**Aim of the exercise:** Search each line below for "PartialEq", then return the lines where it appears.

**Provided data:**
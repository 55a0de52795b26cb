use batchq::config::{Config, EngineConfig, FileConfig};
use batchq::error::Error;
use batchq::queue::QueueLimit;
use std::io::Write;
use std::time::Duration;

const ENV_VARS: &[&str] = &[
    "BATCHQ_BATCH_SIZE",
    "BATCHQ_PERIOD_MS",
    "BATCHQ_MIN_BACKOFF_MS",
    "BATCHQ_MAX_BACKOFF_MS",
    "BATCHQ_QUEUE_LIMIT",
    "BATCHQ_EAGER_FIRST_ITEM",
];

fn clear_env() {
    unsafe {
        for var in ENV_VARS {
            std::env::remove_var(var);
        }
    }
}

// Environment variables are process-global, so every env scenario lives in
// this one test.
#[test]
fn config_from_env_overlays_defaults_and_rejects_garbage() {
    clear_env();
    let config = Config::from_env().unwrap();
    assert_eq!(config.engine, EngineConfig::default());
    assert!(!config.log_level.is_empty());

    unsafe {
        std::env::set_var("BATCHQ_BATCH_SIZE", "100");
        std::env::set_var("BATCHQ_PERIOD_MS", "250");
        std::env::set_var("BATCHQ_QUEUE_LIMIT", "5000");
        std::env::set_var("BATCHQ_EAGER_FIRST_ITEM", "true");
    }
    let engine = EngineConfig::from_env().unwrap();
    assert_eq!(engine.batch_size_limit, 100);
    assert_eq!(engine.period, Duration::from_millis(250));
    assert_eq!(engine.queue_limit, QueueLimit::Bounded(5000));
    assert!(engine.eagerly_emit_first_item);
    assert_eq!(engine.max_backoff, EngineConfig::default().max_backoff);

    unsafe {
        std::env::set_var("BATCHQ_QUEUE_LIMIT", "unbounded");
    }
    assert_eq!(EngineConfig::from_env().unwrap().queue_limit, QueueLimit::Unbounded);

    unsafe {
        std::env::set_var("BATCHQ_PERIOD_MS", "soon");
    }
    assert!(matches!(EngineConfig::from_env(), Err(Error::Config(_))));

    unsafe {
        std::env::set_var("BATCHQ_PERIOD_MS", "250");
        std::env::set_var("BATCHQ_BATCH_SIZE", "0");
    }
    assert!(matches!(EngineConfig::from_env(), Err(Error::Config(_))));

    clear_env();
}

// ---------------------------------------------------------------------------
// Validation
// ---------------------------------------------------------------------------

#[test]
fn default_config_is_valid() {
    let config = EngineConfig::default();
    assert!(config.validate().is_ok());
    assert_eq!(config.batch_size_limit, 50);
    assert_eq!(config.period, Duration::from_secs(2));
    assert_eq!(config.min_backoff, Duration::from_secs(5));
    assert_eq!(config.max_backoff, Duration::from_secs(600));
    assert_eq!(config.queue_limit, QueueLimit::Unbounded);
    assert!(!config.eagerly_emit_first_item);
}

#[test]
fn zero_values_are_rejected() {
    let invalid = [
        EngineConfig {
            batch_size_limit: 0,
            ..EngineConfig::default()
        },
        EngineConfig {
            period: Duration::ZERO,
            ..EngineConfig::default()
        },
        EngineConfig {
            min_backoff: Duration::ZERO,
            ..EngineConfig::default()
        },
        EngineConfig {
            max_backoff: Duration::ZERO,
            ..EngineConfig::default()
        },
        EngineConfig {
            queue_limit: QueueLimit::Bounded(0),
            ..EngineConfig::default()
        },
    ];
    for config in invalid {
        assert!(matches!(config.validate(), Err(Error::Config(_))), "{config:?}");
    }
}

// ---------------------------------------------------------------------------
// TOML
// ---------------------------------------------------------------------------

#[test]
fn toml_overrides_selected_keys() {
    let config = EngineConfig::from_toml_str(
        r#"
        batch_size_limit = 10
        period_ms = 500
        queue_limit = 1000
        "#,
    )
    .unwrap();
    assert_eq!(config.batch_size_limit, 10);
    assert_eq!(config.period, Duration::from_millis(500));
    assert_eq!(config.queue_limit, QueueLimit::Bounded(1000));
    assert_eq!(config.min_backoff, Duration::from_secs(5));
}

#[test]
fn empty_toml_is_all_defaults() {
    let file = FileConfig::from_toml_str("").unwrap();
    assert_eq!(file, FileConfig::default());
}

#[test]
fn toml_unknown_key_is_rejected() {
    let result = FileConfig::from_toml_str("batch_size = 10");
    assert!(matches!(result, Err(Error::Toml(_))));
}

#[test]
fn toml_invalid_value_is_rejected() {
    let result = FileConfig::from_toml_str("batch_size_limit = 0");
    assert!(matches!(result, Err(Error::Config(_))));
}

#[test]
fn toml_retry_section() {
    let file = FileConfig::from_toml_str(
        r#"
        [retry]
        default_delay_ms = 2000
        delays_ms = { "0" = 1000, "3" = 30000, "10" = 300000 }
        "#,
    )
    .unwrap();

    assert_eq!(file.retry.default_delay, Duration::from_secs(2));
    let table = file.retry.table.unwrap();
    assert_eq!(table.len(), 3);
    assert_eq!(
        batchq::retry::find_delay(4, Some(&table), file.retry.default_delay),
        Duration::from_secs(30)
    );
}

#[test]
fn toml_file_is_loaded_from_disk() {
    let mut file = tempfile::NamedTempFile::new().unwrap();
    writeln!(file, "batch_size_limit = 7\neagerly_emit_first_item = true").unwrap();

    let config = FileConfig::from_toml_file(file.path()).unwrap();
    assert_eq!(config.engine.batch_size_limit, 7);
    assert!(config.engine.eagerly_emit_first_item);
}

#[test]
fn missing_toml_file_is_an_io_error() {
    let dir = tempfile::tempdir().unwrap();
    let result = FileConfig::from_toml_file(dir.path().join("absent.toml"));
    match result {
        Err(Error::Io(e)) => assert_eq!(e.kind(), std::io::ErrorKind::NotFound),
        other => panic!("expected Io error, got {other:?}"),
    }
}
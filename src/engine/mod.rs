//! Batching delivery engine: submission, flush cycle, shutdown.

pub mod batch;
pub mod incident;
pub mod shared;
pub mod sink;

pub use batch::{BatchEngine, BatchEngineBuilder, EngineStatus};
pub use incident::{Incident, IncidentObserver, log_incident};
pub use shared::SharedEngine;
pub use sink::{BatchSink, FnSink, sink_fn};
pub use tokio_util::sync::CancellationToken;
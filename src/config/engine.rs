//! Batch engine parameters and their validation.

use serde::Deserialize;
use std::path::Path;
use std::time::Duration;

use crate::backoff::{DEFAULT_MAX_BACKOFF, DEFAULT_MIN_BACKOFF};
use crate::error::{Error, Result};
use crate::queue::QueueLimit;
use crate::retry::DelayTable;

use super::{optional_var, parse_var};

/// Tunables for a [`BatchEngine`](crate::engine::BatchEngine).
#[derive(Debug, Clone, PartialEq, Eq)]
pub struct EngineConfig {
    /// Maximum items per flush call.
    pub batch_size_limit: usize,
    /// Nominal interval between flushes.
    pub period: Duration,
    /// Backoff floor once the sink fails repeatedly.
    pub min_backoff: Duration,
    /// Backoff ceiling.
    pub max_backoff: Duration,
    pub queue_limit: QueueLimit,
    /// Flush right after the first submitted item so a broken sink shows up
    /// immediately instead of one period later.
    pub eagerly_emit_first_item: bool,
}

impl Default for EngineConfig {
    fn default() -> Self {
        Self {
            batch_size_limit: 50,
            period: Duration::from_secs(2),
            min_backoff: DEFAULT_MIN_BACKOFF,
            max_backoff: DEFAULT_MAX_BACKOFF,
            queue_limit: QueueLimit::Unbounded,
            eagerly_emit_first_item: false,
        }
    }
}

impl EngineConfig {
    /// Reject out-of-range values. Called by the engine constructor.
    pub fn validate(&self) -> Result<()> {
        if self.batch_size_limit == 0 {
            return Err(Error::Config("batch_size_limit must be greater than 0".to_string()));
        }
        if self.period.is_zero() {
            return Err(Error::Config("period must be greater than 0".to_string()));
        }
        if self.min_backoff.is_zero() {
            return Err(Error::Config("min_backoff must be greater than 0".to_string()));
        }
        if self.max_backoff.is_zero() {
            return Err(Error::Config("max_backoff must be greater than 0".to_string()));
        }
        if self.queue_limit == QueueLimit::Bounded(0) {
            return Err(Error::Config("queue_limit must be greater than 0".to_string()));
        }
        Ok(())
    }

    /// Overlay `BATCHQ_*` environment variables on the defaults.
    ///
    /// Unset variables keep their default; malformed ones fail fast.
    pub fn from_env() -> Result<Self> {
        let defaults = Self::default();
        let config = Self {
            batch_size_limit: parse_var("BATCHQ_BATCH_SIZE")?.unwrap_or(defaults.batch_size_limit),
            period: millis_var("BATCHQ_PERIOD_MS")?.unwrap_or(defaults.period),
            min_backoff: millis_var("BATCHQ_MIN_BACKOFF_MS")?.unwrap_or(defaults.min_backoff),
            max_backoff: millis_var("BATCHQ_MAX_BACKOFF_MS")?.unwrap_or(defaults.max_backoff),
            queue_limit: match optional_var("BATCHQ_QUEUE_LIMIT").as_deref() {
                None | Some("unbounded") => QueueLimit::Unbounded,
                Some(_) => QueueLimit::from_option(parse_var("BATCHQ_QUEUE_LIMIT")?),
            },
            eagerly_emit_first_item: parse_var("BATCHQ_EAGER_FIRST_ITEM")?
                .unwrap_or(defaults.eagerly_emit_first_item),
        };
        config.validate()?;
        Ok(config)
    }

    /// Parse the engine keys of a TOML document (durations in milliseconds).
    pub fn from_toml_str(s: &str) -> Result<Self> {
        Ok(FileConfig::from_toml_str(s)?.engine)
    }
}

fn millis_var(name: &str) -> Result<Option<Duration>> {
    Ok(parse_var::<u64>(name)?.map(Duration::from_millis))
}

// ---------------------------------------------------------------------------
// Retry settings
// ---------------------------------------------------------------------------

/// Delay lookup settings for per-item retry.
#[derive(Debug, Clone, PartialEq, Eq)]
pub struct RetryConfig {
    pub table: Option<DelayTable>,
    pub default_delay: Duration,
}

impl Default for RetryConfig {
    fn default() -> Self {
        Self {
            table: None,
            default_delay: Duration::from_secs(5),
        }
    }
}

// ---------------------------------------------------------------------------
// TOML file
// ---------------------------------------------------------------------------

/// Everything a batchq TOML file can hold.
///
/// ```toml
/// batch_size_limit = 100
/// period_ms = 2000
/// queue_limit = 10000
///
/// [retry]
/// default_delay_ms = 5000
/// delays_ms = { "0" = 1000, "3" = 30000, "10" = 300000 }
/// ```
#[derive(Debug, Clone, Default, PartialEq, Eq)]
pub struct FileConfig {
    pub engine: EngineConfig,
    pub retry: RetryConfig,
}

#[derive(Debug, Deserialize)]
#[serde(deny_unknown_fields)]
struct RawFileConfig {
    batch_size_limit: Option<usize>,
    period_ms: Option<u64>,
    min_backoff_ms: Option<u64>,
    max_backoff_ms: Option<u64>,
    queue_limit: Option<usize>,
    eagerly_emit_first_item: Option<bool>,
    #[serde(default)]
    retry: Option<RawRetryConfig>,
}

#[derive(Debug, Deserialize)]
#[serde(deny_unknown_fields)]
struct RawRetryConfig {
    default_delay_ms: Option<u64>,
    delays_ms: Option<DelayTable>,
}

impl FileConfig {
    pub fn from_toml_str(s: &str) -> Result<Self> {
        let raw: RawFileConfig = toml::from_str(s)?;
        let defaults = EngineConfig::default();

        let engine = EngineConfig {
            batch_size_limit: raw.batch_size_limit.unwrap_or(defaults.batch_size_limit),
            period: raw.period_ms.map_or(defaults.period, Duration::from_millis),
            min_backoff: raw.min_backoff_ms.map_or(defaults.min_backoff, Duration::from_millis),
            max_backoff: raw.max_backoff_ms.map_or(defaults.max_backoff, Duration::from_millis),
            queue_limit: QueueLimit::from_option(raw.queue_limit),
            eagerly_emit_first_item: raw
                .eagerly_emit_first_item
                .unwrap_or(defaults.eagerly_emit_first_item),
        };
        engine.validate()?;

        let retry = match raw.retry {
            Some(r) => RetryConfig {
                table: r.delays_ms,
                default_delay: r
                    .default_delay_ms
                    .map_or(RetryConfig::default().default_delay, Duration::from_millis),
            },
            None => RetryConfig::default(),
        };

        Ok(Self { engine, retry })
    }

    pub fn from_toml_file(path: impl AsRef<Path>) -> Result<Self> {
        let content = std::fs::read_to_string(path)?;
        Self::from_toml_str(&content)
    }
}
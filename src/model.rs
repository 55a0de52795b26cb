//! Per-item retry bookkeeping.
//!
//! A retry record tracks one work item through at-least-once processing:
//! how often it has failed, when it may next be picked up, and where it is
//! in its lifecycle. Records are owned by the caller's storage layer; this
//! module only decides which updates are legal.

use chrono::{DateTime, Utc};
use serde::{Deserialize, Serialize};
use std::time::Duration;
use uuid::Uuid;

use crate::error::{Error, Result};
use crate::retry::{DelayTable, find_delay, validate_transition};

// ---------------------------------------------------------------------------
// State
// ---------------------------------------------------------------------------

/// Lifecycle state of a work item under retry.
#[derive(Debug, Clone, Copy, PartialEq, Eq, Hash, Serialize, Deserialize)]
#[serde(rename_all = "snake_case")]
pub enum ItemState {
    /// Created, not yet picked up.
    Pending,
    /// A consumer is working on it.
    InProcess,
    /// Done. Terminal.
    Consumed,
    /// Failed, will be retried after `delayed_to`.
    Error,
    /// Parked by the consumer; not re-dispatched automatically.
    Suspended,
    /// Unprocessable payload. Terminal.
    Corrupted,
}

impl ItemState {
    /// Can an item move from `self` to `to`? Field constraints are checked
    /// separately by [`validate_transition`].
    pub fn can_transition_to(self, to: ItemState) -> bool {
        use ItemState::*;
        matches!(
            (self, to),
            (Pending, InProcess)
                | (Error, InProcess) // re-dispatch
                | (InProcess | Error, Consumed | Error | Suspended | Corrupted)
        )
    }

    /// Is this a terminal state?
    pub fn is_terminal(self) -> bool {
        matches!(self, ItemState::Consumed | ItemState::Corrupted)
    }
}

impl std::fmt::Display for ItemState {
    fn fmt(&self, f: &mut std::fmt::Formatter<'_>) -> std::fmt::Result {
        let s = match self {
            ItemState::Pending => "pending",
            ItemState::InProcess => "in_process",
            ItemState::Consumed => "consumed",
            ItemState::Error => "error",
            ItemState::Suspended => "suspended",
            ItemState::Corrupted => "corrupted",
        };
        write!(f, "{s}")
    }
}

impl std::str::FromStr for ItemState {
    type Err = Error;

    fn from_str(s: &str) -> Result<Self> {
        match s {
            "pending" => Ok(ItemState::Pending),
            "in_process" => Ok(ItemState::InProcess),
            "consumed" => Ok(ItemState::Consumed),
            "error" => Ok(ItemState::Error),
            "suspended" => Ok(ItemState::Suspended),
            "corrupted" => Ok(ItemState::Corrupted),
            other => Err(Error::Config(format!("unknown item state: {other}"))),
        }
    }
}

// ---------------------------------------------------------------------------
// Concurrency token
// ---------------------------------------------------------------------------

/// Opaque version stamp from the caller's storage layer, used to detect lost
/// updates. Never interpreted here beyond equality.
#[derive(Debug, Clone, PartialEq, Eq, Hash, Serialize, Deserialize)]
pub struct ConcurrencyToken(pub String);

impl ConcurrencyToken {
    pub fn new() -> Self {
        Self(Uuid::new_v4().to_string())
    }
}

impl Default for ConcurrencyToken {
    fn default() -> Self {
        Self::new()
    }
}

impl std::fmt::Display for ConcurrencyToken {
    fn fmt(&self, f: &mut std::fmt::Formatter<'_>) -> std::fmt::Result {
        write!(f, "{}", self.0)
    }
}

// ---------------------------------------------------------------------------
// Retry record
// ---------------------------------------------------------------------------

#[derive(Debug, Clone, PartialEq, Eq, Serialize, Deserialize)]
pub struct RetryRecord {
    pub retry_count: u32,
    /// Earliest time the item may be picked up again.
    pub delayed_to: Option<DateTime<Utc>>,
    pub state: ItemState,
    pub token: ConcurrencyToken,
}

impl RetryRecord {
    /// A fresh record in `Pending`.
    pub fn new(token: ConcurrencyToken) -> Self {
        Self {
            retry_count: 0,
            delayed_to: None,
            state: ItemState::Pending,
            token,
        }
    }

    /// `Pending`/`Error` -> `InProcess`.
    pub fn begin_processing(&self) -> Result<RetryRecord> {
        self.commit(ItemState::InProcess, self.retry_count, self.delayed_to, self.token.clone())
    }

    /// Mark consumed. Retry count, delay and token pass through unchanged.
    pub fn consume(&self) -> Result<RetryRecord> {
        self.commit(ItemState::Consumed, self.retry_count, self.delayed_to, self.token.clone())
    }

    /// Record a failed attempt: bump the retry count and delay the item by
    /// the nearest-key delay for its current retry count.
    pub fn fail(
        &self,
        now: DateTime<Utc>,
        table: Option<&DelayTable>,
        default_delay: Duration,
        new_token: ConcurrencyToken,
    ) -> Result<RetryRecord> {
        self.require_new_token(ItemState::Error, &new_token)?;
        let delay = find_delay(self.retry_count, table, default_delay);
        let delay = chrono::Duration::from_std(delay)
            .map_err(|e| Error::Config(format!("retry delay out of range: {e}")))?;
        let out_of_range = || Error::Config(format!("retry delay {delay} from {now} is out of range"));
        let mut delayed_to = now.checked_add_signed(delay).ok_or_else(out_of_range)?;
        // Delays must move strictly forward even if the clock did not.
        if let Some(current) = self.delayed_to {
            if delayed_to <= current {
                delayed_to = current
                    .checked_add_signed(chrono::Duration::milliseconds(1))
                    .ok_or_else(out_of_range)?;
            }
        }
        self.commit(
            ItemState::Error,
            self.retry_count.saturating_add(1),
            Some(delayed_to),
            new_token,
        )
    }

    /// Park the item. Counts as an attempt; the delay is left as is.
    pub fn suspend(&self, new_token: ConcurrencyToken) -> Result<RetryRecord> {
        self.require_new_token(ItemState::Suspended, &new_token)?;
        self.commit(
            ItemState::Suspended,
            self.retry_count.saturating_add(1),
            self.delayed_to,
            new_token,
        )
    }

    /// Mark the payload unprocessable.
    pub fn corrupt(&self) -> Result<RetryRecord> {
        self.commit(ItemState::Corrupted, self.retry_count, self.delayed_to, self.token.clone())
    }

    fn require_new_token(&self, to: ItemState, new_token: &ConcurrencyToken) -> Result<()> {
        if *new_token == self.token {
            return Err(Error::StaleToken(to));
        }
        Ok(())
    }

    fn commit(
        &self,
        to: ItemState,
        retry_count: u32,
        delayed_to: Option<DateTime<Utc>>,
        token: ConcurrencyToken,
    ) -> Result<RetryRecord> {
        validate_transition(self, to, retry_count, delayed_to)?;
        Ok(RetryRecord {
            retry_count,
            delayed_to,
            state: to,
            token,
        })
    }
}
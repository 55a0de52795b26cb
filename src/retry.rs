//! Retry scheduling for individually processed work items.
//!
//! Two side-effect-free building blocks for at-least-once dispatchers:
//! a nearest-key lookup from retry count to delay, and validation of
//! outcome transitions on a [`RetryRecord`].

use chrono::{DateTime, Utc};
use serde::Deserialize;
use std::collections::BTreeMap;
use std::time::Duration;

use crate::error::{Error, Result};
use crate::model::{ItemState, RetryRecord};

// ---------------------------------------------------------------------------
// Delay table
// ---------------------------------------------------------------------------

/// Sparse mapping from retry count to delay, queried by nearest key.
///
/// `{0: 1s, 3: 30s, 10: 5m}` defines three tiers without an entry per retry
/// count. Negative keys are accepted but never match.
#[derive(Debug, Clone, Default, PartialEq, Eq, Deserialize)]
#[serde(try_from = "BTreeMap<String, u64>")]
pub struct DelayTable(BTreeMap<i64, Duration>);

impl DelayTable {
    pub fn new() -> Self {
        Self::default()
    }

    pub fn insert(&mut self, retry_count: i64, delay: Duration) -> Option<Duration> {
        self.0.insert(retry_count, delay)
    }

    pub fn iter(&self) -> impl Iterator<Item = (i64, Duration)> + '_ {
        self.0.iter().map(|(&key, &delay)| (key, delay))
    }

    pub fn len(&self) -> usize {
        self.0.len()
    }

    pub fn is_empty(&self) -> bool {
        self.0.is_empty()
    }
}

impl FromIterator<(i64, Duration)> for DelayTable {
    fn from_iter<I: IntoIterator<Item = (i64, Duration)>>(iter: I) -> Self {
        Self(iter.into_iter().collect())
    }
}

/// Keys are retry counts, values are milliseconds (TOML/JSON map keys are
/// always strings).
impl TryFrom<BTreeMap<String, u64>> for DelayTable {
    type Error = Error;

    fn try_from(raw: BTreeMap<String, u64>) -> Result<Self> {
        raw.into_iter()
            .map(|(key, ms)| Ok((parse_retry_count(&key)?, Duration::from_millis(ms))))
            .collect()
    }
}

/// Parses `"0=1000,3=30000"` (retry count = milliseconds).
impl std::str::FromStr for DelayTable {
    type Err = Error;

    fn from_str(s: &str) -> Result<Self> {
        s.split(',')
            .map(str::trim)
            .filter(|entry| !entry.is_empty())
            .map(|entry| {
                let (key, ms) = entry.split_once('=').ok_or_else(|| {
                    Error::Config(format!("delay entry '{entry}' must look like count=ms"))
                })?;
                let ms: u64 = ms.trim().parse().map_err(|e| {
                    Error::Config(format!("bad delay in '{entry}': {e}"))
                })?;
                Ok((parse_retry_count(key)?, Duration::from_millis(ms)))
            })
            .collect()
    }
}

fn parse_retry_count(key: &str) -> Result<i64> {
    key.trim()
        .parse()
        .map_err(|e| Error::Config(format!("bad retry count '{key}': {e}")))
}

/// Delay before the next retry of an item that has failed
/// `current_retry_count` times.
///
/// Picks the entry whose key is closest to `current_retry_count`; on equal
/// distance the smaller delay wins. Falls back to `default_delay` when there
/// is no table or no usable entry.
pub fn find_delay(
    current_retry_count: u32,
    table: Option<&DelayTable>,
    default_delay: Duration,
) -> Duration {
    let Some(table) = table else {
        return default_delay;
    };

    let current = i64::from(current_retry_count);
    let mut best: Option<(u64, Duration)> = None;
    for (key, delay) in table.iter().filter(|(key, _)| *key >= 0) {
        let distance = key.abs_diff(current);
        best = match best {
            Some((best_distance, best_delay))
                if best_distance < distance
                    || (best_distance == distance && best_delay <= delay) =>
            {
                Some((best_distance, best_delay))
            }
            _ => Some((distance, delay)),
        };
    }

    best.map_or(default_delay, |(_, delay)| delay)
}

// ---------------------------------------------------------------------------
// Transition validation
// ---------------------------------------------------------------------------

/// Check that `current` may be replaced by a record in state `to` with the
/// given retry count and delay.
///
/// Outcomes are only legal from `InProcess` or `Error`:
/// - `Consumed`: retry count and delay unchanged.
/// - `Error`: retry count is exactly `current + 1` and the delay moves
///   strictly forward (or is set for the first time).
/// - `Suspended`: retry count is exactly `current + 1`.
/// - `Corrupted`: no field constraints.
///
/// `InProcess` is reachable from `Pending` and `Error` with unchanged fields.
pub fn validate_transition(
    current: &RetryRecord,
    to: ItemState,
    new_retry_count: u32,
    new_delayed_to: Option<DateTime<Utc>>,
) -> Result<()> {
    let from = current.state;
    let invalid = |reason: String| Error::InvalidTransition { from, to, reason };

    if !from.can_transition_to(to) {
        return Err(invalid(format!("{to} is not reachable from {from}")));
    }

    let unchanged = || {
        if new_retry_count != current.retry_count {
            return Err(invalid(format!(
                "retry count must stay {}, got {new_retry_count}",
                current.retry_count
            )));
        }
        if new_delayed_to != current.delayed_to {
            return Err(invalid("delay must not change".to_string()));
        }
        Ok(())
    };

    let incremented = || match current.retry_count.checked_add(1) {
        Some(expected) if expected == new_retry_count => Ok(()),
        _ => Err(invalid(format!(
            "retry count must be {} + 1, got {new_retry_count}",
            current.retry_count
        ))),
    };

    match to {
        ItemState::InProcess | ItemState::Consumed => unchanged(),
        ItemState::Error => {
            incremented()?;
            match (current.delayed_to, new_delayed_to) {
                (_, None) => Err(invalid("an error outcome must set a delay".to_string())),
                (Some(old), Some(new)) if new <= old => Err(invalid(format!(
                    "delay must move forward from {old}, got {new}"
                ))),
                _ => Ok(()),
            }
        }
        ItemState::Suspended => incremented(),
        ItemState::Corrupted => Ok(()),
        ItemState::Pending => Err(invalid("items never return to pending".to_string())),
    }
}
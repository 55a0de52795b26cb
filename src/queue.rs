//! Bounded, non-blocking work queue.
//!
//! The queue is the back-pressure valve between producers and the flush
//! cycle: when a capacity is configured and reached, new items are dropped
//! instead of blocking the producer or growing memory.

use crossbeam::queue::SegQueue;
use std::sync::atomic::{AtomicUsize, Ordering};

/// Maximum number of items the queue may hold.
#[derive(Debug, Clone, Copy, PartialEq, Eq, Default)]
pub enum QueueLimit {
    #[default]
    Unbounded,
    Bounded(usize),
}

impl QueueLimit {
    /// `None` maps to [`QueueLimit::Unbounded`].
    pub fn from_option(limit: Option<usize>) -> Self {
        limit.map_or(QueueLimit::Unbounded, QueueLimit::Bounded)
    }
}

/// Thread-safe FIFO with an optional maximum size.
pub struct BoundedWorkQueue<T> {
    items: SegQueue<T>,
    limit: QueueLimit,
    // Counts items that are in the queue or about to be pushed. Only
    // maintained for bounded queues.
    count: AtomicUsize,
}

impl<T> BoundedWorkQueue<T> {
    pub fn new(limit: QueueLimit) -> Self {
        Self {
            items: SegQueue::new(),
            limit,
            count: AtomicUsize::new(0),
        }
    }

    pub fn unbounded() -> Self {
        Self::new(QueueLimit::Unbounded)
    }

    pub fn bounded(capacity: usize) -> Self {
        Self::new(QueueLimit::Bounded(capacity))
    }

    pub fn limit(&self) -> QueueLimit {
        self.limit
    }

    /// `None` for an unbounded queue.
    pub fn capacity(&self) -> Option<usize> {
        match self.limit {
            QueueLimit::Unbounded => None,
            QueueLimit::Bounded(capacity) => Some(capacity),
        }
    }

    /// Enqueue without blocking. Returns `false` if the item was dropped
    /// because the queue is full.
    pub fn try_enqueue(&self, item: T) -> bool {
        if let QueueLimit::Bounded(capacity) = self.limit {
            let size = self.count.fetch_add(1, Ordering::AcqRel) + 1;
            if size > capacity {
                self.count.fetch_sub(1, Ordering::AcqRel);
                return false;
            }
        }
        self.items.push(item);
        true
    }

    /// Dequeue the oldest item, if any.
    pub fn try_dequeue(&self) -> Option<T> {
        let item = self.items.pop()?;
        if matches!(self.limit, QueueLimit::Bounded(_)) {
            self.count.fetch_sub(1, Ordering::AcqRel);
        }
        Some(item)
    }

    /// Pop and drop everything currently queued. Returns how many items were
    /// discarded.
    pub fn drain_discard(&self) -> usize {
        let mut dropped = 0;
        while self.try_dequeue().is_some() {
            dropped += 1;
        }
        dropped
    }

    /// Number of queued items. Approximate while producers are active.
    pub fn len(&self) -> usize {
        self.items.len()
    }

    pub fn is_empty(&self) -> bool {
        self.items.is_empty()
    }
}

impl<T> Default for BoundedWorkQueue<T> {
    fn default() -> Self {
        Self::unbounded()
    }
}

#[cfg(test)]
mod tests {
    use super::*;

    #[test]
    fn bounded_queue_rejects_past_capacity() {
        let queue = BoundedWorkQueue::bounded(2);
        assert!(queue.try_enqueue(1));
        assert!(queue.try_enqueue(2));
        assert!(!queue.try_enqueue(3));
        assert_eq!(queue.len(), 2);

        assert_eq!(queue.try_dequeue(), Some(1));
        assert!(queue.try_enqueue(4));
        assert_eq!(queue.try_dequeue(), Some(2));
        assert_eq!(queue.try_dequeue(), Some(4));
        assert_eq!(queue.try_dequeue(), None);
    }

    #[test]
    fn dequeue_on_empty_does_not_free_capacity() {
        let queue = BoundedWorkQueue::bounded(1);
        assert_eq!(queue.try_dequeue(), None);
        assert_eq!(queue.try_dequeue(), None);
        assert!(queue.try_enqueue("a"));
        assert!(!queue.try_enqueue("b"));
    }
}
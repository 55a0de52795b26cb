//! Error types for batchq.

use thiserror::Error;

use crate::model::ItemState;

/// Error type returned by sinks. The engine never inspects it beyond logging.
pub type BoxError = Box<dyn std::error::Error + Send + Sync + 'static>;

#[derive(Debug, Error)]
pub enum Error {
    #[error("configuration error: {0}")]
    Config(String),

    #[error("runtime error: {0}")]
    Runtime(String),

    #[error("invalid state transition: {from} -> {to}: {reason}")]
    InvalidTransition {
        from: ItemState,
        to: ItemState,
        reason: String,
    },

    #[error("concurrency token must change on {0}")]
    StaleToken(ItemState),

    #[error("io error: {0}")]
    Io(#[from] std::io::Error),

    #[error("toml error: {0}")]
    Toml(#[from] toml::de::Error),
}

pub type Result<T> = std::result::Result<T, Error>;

**Completed exercise:**
#[derive(Debug, Clone, PartialEq, Eq)]
#[derive(Debug, Clone, PartialEq, Eq)]
#[derive(Debug, Clone, Default, PartialEq, Eq)]
#[derive(Debug, Clone, Copy, PartialEq, Eq, Hash, Serialize, Deserialize)]
#[derive(Debug, Clone, PartialEq, Eq, Hash, Serialize, Deserialize)]
#[derive(Debug, Clone, PartialEq, Eq, Serialize, Deserialize)]
#[derive(Debug, Clone, Default, PartialEq, Eq, Deserialize)]
#[derive(Debug, Clone, Copy, PartialEq, Eq, Default)]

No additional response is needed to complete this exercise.